Task item
Retype word for word the lines of the data below, from the first to the one bearing "the given area.", with that one included.

Stored data
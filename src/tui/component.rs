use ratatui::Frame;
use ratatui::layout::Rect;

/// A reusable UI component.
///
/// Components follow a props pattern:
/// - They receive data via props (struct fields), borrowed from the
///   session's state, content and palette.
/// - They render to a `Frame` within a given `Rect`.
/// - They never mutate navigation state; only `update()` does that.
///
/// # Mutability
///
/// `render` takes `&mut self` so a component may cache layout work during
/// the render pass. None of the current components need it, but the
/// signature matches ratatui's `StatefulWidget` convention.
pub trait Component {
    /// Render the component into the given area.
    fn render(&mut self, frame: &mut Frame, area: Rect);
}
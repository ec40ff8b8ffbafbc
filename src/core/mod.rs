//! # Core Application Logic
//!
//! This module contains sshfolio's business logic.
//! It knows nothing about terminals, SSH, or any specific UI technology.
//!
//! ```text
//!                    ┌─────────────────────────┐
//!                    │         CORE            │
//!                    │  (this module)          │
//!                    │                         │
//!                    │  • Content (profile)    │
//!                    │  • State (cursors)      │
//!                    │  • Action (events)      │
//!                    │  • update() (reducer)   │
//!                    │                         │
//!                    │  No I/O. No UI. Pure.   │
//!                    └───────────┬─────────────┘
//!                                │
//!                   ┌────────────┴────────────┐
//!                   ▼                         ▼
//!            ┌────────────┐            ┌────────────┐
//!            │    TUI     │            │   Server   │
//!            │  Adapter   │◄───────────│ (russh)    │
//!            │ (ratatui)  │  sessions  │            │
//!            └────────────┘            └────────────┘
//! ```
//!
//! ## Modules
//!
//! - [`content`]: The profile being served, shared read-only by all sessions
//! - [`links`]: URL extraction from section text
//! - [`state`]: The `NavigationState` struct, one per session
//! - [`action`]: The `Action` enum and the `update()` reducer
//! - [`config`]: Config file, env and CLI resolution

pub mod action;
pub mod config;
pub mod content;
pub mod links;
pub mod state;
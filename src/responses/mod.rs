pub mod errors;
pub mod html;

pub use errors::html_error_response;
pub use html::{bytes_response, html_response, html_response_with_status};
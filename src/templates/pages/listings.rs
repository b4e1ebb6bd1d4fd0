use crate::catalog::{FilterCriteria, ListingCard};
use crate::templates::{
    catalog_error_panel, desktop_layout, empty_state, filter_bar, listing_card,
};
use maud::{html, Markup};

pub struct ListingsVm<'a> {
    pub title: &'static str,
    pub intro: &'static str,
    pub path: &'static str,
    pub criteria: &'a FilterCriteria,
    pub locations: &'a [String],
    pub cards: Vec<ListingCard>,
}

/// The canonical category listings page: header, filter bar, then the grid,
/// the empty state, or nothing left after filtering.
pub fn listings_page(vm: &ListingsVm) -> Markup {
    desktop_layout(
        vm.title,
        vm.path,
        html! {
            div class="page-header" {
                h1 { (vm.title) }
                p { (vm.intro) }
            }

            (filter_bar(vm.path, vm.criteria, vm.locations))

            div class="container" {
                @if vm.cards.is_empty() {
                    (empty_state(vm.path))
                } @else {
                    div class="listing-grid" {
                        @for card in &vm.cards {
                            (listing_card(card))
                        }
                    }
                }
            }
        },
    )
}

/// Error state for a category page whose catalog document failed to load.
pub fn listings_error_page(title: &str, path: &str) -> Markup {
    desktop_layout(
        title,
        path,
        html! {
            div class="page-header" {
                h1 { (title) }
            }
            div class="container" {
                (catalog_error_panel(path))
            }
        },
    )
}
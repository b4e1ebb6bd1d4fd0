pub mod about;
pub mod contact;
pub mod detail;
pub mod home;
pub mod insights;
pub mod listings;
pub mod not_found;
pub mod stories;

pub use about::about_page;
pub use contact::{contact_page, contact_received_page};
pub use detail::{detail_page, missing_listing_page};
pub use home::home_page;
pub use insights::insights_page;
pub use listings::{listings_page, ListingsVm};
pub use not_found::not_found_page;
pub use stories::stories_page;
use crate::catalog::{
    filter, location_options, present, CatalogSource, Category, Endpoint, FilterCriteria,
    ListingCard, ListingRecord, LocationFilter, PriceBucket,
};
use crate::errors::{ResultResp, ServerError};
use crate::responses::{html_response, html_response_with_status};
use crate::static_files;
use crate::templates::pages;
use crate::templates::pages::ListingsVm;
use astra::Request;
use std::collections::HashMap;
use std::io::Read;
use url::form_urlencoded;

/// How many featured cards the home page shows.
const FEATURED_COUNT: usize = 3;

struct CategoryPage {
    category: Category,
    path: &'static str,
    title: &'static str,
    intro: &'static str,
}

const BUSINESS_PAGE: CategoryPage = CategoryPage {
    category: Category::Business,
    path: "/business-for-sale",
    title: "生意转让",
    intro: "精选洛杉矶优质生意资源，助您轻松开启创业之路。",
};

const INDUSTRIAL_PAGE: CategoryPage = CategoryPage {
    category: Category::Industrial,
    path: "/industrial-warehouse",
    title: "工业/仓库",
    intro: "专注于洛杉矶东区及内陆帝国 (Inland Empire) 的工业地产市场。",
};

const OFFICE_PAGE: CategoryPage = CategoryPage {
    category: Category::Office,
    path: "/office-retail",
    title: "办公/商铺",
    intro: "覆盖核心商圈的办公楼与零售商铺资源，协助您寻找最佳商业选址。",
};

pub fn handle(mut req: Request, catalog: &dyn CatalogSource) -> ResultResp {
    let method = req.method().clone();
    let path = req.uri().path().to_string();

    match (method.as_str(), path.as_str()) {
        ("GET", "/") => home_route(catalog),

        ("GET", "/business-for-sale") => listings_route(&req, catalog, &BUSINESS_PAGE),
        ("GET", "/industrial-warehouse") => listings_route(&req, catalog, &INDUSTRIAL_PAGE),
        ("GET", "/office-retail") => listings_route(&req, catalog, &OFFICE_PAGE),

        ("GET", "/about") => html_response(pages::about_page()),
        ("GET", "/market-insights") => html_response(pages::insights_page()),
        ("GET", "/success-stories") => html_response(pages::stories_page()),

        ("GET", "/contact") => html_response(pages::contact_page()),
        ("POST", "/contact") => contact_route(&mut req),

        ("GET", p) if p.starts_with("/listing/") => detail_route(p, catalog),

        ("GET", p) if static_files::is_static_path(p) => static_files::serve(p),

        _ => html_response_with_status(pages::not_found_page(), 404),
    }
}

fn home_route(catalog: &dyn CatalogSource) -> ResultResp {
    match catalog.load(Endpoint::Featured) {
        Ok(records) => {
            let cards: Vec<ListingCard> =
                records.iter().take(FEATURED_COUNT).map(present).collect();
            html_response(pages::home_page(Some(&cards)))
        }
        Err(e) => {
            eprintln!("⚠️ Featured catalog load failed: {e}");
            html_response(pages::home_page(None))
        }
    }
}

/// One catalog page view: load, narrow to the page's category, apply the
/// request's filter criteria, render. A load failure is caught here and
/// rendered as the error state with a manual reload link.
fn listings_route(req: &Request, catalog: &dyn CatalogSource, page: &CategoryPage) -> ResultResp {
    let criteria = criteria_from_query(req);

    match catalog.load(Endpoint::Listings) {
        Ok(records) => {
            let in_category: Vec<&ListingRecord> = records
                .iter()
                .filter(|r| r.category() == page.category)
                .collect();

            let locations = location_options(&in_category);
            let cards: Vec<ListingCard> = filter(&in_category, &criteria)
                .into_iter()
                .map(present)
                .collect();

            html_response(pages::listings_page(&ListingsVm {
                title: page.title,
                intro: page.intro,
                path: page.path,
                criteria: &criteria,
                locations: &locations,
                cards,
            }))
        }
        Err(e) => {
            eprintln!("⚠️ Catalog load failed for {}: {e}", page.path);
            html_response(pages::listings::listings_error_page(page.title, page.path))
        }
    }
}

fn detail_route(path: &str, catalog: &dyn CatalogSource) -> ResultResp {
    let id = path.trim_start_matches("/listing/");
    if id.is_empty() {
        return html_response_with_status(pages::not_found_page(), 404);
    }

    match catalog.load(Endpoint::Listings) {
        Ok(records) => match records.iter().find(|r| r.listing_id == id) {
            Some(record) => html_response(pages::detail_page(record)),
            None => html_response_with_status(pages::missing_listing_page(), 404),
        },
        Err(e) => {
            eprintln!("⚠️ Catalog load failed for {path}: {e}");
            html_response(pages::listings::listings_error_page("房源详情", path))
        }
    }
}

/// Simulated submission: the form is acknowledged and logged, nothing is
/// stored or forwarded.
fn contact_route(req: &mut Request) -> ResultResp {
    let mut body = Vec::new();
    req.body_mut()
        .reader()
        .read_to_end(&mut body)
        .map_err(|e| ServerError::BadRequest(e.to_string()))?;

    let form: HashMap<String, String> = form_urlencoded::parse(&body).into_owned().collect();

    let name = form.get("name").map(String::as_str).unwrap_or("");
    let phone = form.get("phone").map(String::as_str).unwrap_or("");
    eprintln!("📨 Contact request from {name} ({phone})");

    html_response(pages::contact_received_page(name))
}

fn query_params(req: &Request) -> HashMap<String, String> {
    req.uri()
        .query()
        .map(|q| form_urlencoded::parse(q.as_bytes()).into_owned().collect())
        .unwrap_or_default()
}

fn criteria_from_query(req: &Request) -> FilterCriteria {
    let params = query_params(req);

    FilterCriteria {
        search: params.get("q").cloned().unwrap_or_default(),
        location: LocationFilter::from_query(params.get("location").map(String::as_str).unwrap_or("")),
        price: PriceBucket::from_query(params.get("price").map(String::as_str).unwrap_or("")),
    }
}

Exercise response
filename src/tui/component.rs
use ratatui::Frame;
use ratatui::layout::Rect;

/// A reusable UI component.
///
/// Components follow a props pattern:
/// - They receive data via props (struct fields), borrowed from the
///   session's state, content and palette.
/// - They render to a `Frame` within a given `Rect`.
/// - They never mutate navigation state; only `update()` does that.
///
/// # Mutability
///
/// `render` takes `&mut self` so a component may cache layout work during
/// the render pass. None of the current components need it, but the
/// signature matches ratatui's `StatefulWidget` convention.
pub trait Component {
    /// Render the component into the given area.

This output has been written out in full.